I had setup two versions of my home page, as / and /?v=2, pasted in the google code as instructed, at the very top of the <head> tag and it worked just fine, google sent 30% of traffic to one and 70% of traffic to the second version of the page.

The problem came when I tried to access say /contact, google would apparently think I'm still accessing / and would send me to /v=2(if I was the part of the 30% that is).

I'm not even sure why does it happen, but it does, I'm thinking what could help is if google's functions ran not right after load, but only after main page's angular controller would load.. But I could get the google code working in the said controller..

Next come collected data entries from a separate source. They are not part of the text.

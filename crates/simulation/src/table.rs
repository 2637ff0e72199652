//! Fixed-size result table shared by the workers of a parallel run.
//!
//! Writers go through a single lock and each worker id may be written once.
//! Reading requires the join barrier: [`SharedResultTable::into_completed`]
//! only succeeds once every worker has released its handle on the table, so
//! no reader can observe a table that is still being written.

use parking_lot::Mutex;
use pitlane_types::{WorkerId, WorkerResult};
use std::sync::Arc;
use thiserror::Error;

/// Errors from writing or completing the table.
#[derive(Debug, Clone, PartialEq, Eq, Error)]
pub enum TableError {
    #[error("Worker {worker} is outside a table of {size} workers")]
    UnknownWorker { worker: WorkerId, size: usize },

    #[error("Worker {0} already recorded its result")]
    AlreadyRecorded(WorkerId),

    #[error("Worker {0} finished without recording a result")]
    Missing(WorkerId),

    #[error("Table read while {0} writers still hold it")]
    WritersOutstanding(usize),
}

/// Worker id → finalized result, one slot per worker.
#[derive(Debug)]
pub struct SharedResultTable {
    slots: Mutex<Vec<Option<WorkerResult>>>,
}

impl SharedResultTable {
    /// Create a table with one empty slot per worker.
    pub fn new(workers: usize) -> Self {
        Self {
            slots: Mutex::new(vec![None; workers]),
        }
    }

    /// Record a worker's finalized result.
    ///
    /// The write happens under the table lock and is all-or-nothing; a
    /// second write for the same worker is rejected.
    pub fn record(&self, result: WorkerResult) -> Result<(), TableError> {
        let mut slots = self.slots.lock();
        let size = slots.len();
        let slot = slots
            .get_mut(result.worker_id.index())
            .filter(|_| result.worker_id.0 >= 1)
            .ok_or(TableError::UnknownWorker {
                worker: result.worker_id,
                size,
            })?;

        if slot.is_some() {
            return Err(TableError::AlreadyRecorded(result.worker_id));
        }
        *slot = Some(result);
        Ok(())
    }

    /// Take the completed view after the join barrier.
    ///
    /// Fails if any worker still holds the table or any slot is empty.
    pub fn into_completed(table: Arc<Self>) -> Result<CompletedTable, TableError> {
        let table = Arc::try_unwrap(table)
            .map_err(|shared| TableError::WritersOutstanding(Arc::strong_count(&shared) - 1))?;

        let entries = table
            .slots
            .into_inner()
            .into_iter()
            .enumerate()
            .map(|(index, slot)| slot.ok_or(TableError::Missing(WorkerId::from_index(index))))
            .collect::<Result<Vec<_>, _>>()?;

        Ok(CompletedTable { entries })
    }
}

/// Read-only view of a fully written table, ordered by worker id.
#[derive(Debug, Clone, PartialEq, Eq)]
pub struct CompletedTable {
    entries: Vec<WorkerResult>,
}

impl CompletedTable {
    pub fn entries(&self) -> &[WorkerResult] {
        &self.entries
    }

    pub fn into_entries(self) -> Vec<WorkerResult> {
        self.entries
    }

    pub fn len(&self) -> usize {
        self.entries.len()
    }

    pub fn is_empty(&self) -> bool {
        self.entries.is_empty()
    }
}

#[cfg(test)]
mod tests {
    use super::*;
    use pitlane_types::LapTime;

    fn result(worker: u32, hundredths: u32) -> WorkerResult {
        WorkerResult {
            worker_id: WorkerId(worker),
            best_time: LapTime::from_hundredths(hundredths),
            trial_count: 3,
        }
    }

    #[test]
    fn test_record_and_complete() {
        let table = Arc::new(SharedResultTable::new(2));
        table.record(result(2, 8100)).unwrap();
        table.record(result(1, 8000)).unwrap();

        let completed = SharedResultTable::into_completed(table).unwrap();
        assert_eq!(completed.len(), 2);
        assert_eq!(completed.entries()[0].worker_id, WorkerId(1));
        assert_eq!(completed.entries()[1].worker_id, WorkerId(2));
    }

    #[test]
    fn test_second_write_is_rejected() {
        let table = SharedResultTable::new(1);
        table.record(result(1, 8000)).unwrap();
        assert_eq!(
            table.record(result(1, 7600)),
            Err(TableError::AlreadyRecorded(WorkerId(1)))
        );
    }

    #[test]
    fn test_out_of_range_worker_is_rejected() {
        let table = SharedResultTable::new(2);
        assert!(matches!(
            table.record(result(3, 8000)),
            Err(TableError::UnknownWorker { size: 2, .. })
        ));
        assert!(matches!(
            table.record(result(0, 8000)),
            Err(TableError::UnknownWorker { .. })
        ));
    }

    #[test]
    fn test_read_before_barrier_fails() {
        let table = Arc::new(SharedResultTable::new(1));
        let writer = Arc::clone(&table);
        writer.record(result(1, 8000)).unwrap();

        assert_eq!(
            SharedResultTable::into_completed(table),
            Err(TableError::WritersOutstanding(1))
        );
    }

    #[test]
    fn test_missing_slot_fails() {
        let table = Arc::new(SharedResultTable::new(2));
        table.record(result(1, 8000)).unwrap();
        assert_eq!(
            SharedResultTable::into_completed(table),
            Err(TableError::Missing(WorkerId(2)))
        );
    }

    #[test]
    fn test_concurrent_writers() {
        let table = Arc::new(SharedResultTable::new(16));
        let handles: Vec<_> = (1..=16)
            .map(|worker| {
                let table = Arc::clone(&table);
                std::thread::spawn(move || table.record(result(worker, 7500 + worker)))
            })
            .collect();
        for handle in handles {
            handle.join().unwrap().unwrap();
        }

        let completed = SharedResultTable::into_completed(table).unwrap();
        for (index, entry) in completed.entries().iter().enumerate() {
            assert_eq!(entry.worker_id, WorkerId::from_index(index));
            assert_eq!(entry.best_time.hundredths(), 7501 + index as u32);
        }
    }
}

Has anyone dealt with this problem before?

Was it helpful?

Solution

What you can do is use API instead https://developers.google.com/analytics/devguides/collection/gajs/experiments#cxjs

Then all you have to do is to do something like this in your route/state definition

{
   templateUrl: function() {
      if(cxApi.chooseVariation() == 0) {
         return "version1.html";
      } else {
         return "version2.html";
      }

   }
}

OTHER TIPS

Using AngularJS you will be choosing and providing the variations within your Angular code. Google calls this browser-implementation only. So you do not use the standard experiment code snippet provided by the Google Analytics Web Interface. Instead you will be using the Content Experiment JavaScript API. So the script you'll be loading is:

<script src="//www.google-analytics.com/cx/api.js?experiment=EXPERIMENT_ID"></script>

If you're using ui-router:

As foxx already wrote you simply have to determine the variation by calling cxApi.chooseVariation() every time the user is exposed to the $state which you want to run the test on. You can either choose different templates in the $stateProvider.state() call (as shown by foxx) or you can simply resolve the variation number and inject it into the controller, to use variation classes in the template: ng-class="{original: isVariation(0), variation-one: isVariation(1)}"

Google provides a great guide to implement experiments on the client-side.